Previous studies have suggested that frequent toothbrushing is associated with a lower risk of future cardiovascular events. We sought to investigate further the relationship between toothbrushing, cardiovascular risk factors, and lifestyle behaviours.


We analysed a cross-sectional survey including 13,761 adults aged 30 years or older without a history of cardiovascular diseases from the Korean National Health and Nutritional Examination Survey. Conventional cardiovascular risk factors (blood pressure, lipid profiles, and fasting glucose), and inflammatory markers (high-sensitivity C-reactive protein [hsCRP], and white blood cell counts [WBC]) were investigated in relation to the frequency of toothbrushing.

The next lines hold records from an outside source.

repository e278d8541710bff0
pub mod model;
pub mod pool;

pub use model::Transaction;
pub use pool::TransactionPool;
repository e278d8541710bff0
pub mod block;
pub mod model;
pub mod pow;
pub mod validation;

pub use block::{Block, GENESIS_PREVIOUS_HASH, GENESIS_PROOF};
pub use model::Blockchain;
pub use pow::{CancelToken, ProofOfWork};
pub use validation::{check_structure, is_valid_chain, validate_chain};

/// Default Proof-of-Work difficulty (number of leading zeros).
pub const DEFAULT_DIFFICULTY: u32 = 4;

/// Sender recorded on the reward transaction of a mined block.
pub const REWARD_SENDER: &str = "0";

/// Amount credited to the miner for each sealed block.
pub const MINING_REWARD: u64 = 1;
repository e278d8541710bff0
use actix_web::http::StatusCode;
use actix_web::{HttpResponse, ResponseError};
use thiserror::Error;

use super::models::ErrorResponse;
use crate::error::{AddressError, LedgerError};

/// Errors surfaced by HTTP handlers, rendered as JSON.
#[derive(Debug, Error)]
pub enum ApiError {
    #[error(transparent)]
    Ledger(#[from] LedgerError),

    #[error(transparent)]
    Address(#[from] AddressError),

    #[error("{0}")]
    BadRequest(String),

    #[error("mining worker failed: {0}")]
    Worker(String),
}

impl ResponseError for ApiError {
    fn status_code(&self) -> StatusCode {
        match self {
            ApiError::Ledger(LedgerError::Mining(_)) => StatusCode::SERVICE_UNAVAILABLE,
            ApiError::Ledger(LedgerError::StaleTip) => StatusCode::CONFLICT,
            ApiError::Ledger(LedgerError::EmptyChain) => StatusCode::INTERNAL_SERVER_ERROR,
            ApiError::Address(_) | ApiError::BadRequest(_) => StatusCode::BAD_REQUEST,
            ApiError::Worker(_) => StatusCode::INTERNAL_SERVER_ERROR,
        }
    }

    fn error_response(&self) -> HttpResponse {
        let status = self.status_code();
        HttpResponse::build(status).json(ErrorResponse {
            error: status
                .canonical_reason()
                .unwrap_or("Error")
                .to_string(),
            message: self.to_string(),
        })
    }
}
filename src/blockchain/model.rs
use log::debug;

use super::block::{GENESIS_PREVIOUS_HASH, GENESIS_PROOF};
use super::Block;
use crate::error::LedgerError;
use crate::transaction::{Transaction, TransactionPool};

/// In-memory chain plus the pool of transactions waiting for the next block.
///
/// Not synchronized; [`crate::ledger::Ledger`] keeps it behind one lock so
/// appends and replacements never interleave.
#[derive(Debug, Clone)]
pub struct Blockchain {
    chain: Vec<Block>,
    pending: TransactionPool,
}

impl Default for Blockchain {
    fn default() -> Self {
        Self::new()
    }
}

impl Blockchain {
    /// Initialize a new blockchain with its genesis block.
    pub fn new() -> Self {
        let genesis = Block::new(
            1,
            Vec::new(),
            GENESIS_PROOF,
            GENESIS_PREVIOUS_HASH.to_string(),
        );
        Self {
            chain: vec![genesis],
            pending: TransactionPool::new(),
        }
    }

    /// Return the last block in the chain.
    pub fn last_block(&self) -> Result<&Block, LedgerError> {
        self.chain.last().ok_or(LedgerError::EmptyChain)
    }

    /// Seal the pending pool into a new block carrying `proof`.
    ///
    /// `previous_hash` defaults to the hash of the current last block.
    pub fn append_block(
        &mut self,
        proof: u64,
        previous_hash: Option<String>,
    ) -> Result<&Block, LedgerError> {
        let previous_hash = match previous_hash {
            Some(hash) => hash,
            None => self.last_block()?.hash(),
        };
        let index = self.chain.len() as u64 + 1;
        let block = Block::new(index, self.pending.drain(), proof, previous_hash);
        debug!(
            "CHAIN - appended block #{} ({} txs, proof={})",
            block.index,
            block.transactions.len(),
            block.proof
        );
        self.chain.push(block);
        self.last_block()
    }

    /// Queue a transaction; returns the index of the block that will hold it.
    pub fn add_transaction(
        &mut self,
        sender: impl Into<String>,
        recipient: impl Into<String>,
        amount: u64,
    ) -> Result<u64, LedgerError> {
        let next_index = self.last_block()?.index + 1;
        self.pending.push(Transaction::new(sender, recipient, amount));
        Ok(next_index)
    }

    /// Swap in a chain adopted from a peer. Pending transactions are kept.
    pub fn replace_chain(&mut self, chain: Vec<Block>) {
        self.chain = chain;
    }

    pub fn chain(&self) -> &[Block] {
        &self.chain
    }

    pub fn pending(&self) -> &[Transaction] {
        self.pending.as_slice()
    }

    pub fn len(&self) -> usize {
        self.chain.len()
    }

    pub fn is_empty(&self) -> bool {
        self.chain.is_empty()
    }
}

The estimated 10-year atherosclerotic cardiovascular disease (ASCVD) risk, calculated using the pooled cohort equations was 13.7%, 9.1%, and 7.3% for participants who reported toothbrushing 0–1, 2, and ≥ 3 times a day, respectively. Both conventional risk factors and inflammatory markers were significantly associated with frequent toothbrushing. However, after adjusting potential confounding factors such as age, sex, comorbidities, and lifestyle behaviours, only inflammatory markers were remained as significant factors.


Oral hygiene behaviours are closely linked to cardiovascular risk factors. This study suggests that reduced systemic inflammatory burden may explain the benefit of improved oral hygiene in terms of cardiovascular risk.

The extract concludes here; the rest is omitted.